I have thought of the irony of the give and take of my sins and character defects. It was probably my third or fourth meeting of Alcoholics Anonymous at the Wednesday Old Timers Meeting as I pondered and seriously read the Twelve Steps. I had hoped to knock them out in a week or so, so I could graduate, learn to manage my drinking and my life, and get on with the rest of my life. Twenty seven years later I'm still trying to figure it out--one day at a time.
Step Three looked hard. Do I really have to give Him my will and my whole life just to get sober? But Seven looked rather easy, "Humbly asked Him to remove my shortcomings." Over a year later when I got around to Step Seven (because a friend said, "They're numbered for dummies like me."), I found it wasn't nearly that easy.
I had read plenty about surrender and turning it over, but the concept of having my sins and shortcomings removed meant Somebody had to take them, or make them magically go away.
As I started coming back to the Gospel I found scriptural passages to magnify this idea.
"Behold the Lamb of God, which taketh away the sin of the world" (John 1: 29).
"Behold, I say unto you, that it is he that surely shall come to take away the sins of the world; yea, he cometh to declare glad tidings of salvation unto his people" (Alma 39: 15).
"Surely he hath borne our griefs, and carried our sorrows" (Isaiah 53: 4).

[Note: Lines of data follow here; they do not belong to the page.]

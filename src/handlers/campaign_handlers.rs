use actix_web::{HttpResponse, web};
use serde::Deserialize;

use super::AppState;
use crate::errors::AppError;
use crate::mailchimp::{self, CampaignProvider};

#[derive(Debug, Deserialize)]
#[serde(rename_all = "camelCase")]
pub struct CreateCampaignQuery {
    pub meeting_id: Option<String>,
}

/// POST /mail-campaigns?meetingId=...
pub async fn create(
    state: web::Data<AppState>,
    query: web::Query<CreateCampaignQuery>,
) -> Result<HttpResponse, AppError> {
    let meeting_id = query
        .meeting_id
        .as_deref()
        .map(str::trim)
        .filter(|id| !id.is_empty())
        .ok_or_else(|| AppError::BadRequest("query parameter meetingId is required".to_string()))?;

    let prepared = mailchimp::prepare_campaign(
        &state.sparql,
        &state.sparql,
        &state.mailchimp,
        &state.config.mailchimp,
        state.config.priority_scheme,
        meeting_id,
    )
    .await?;
    Ok(HttpResponse::Created().json(prepared))
}

/// POST /mail-campaigns/{id}/send
pub async fn send(state: web::Data<AppState>, path: web::Path<String>) -> Result<HttpResponse, AppError> {
    let campaign_id = path.into_inner();
    mailchimp::send_campaign(&state.sparql, &state.mailchimp, &campaign_id).await?;
    Ok(HttpResponse::Ok().json(serde_json::json!({ "campaignId": campaign_id, "sent": true })))
}

/// GET /mail-campaigns/{id}
pub async fn read(state: web::Data<AppState>, path: web::Path<String>) -> Result<HttpResponse, AppError> {
    let metadata = state.mailchimp.campaign(&path).await?;
    Ok(HttpResponse::Ok().json(metadata))
}

/// GET /mail-campaigns/{id}/content
pub async fn content(state: web::Data<AppState>, path: web::Path<String>) -> Result<HttpResponse, AppError> {
    let html = state.mailchimp.campaign_content(&path).await?;
    Ok(HttpResponse::Ok()
        .content_type("text/html; charset=utf-8")
        .body(html))
}

/// DELETE /mail-campaigns/{id}
pub async fn delete(state: web::Data<AppState>, path: web::Path<String>) -> Result<HttpResponse, AppError> {
    mailchimp::delete_campaign(&state.sparql, &state.mailchimp, &path).await?;
    Ok(HttpResponse::NoContent().finish())
}
use actix_web::http::header::{ContentDisposition, DispositionParam, DispositionType};
use actix_web::{HttpResponse, web};

use super::AppState;
use crate::belga;
use crate::errors::AppError;

/// GET /belga-newsletters/{meeting_id}: the feed as an XML download, without publishing it.
pub async fn download(state: web::Data<AppState>, path: web::Path<String>) -> Result<HttpResponse, AppError> {
    let (_, feed) = belga::build_feed(&state.sparql, state.config.priority_scheme, &path).await?;
    belga::store_feed(&state.config.belga.storage_path, &feed).await?;

    Ok(HttpResponse::Ok()
        .content_type("application/xml; charset=utf-8")
        .insert_header(ContentDisposition {
            disposition: DispositionType::Attachment,
            parameters: vec![DispositionParam::Filename(feed.file_name)],
        })
        .body(feed.xml))
}

/// POST /belga-newsletters/{meeting_id}
pub async fn publish(state: web::Data<AppState>, path: web::Path<String>) -> Result<HttpResponse, AppError> {
    let published = belga::publish_feed(
        &state.sparql,
        &state.sparql,
        &state.belga,
        &state.config.belga.storage_path,
        state.config.priority_scheme,
        &path,
    )
    .await?;
    Ok(HttpResponse::Created().json(published))
}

And many years later I read about the scapegoat in ancient Israel. On Day of Atonement, or Yom Kippur, the priest would lay his hands on the head of the live scapegoat, confess the sins of the people, and then turn him loose into the wilderness to carry the sins away (see Leviticus 16: 21-22). I learned just last week at Education Week that someone was assigned to follow the scapegoat to chase him off a cliff to insure that those sins did not return to the camp of Israel.
I never had such a luxury, and many of those old sins and character defects would return and I have to keep surrendering.
Of course the "take" is the easy part. My Savior has already carried my sins and sorrows and taken them upon Himself. His Atonement is infinite in scope and time, although He has "finished (His) preparations unto the children of men" (D&C 19: 19). The price has already been paid at an infinite, staggering cost, causing Him to "tremble because of pain, and to bleed at every pore."
Now the ball is in my court as I struggle to give them away. Truly, everything I surrender has claw marks in it. In the Book of Mormon, Lamoni's father was ready to forsake his kingdom in order to have his sins taken away. He pleaded with God saying, "I will give away all my sins to know thee" (see Alma 22: 15, 18).
In a masterful discourse, Jacob pleads with us to prepare for that "glorious day" that we will not shrink in the presence of God, "and be constrained to exclaim: Holy, holy are thy judgments, O Lord God Almighty—but I know my guilt; I transgressed thy law, and my transgressions are mine" (2 Nephi 9: 46).
They are mine only if I am not willing to give them away.